Prince Harry was met with backlash after it was announced that he would be inducted at the 21st Annual Living Legends of Aviation Awards. The event, which will be hosted by John Travolta on January 19, is set to “honor those who have made significant contributions to aviation/aerospace.”

Among the other inductees are aviator Steve Hinton, CAE CEO Marc Parent and Navy pilot Fred George. “What exactly did Prince Harry do to contribute to aviation history?” one person asked on X, formerly known as Twitter, on Thursday, January 11, after the announcement was made.

Harry, 39, is a veteran of the British Army and a pilot with 10 years of military service under his belt. The Spare author took part in training missions across the U.S. and the U.K. and saw combat in Afghanistan. Still, he faced an abundance of criticism after it was revealed that he would be receiving the accolade.

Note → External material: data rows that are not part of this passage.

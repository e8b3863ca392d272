use anyhow::Context;

pub mod alerts;
pub mod lock;
pub mod notifications;
pub mod prices;

pub async fn migrate(pool: &sqlx::PgPool) -> anyhow::Result<()> {
    sqlx::migrate!("./migrations")
        .run(pool)
        .await
        .context("sqlx migrations failed")?;
    Ok(())
}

“Is this a joke? #PrinceHarry? Really?” another questioned. Another person echoed, “Well, aren’t we all confused?! A living joke? YES! But a living legend for AVIATION?? A legendary joke that is! #PrinceHarry.”

A third person chimed in, writing, “It is completely ridiculous that Prince Harry is even being considered.”

According to the official Living Legends website, the legends are the ones who “nominate and select the inductees and honorees” for the annual ceremony each year. The group of legends includes past honorees.

Prince Harry smiles in a black shirt
Chris Graythen/Getty Images

Ahead of the release of his memoir, Spare, Harry opened up about his military service and continuing to work with veterans.

“I don’t know that you ever fully reconcile the painful elements of being at war,” told People in January 2023. “This is something each soldier has to confront, and in the nearly two decades of working alongside service personnel and veterans, I’ve listened to their stories and have shared mine. In these conversations, we often talk about the parts of our service that haunt us — the lives lost, the lives taken. But also the parts of our service that heal us and the lives we’ve saved.”

He continued, “It’s a duty, a job, and a service to our country — and having done two tours of duty in Afghanistan for my country, I’ve done all I could to be the best soldier I was trained to be,” adding, “There’s truly no right or wrong way to try and navigate these feelings, but I know from my own healing journey that silence has been the least effective remedy. Expressing and detailing my experience is how I chose to deal with it, in the hopes it would help others.”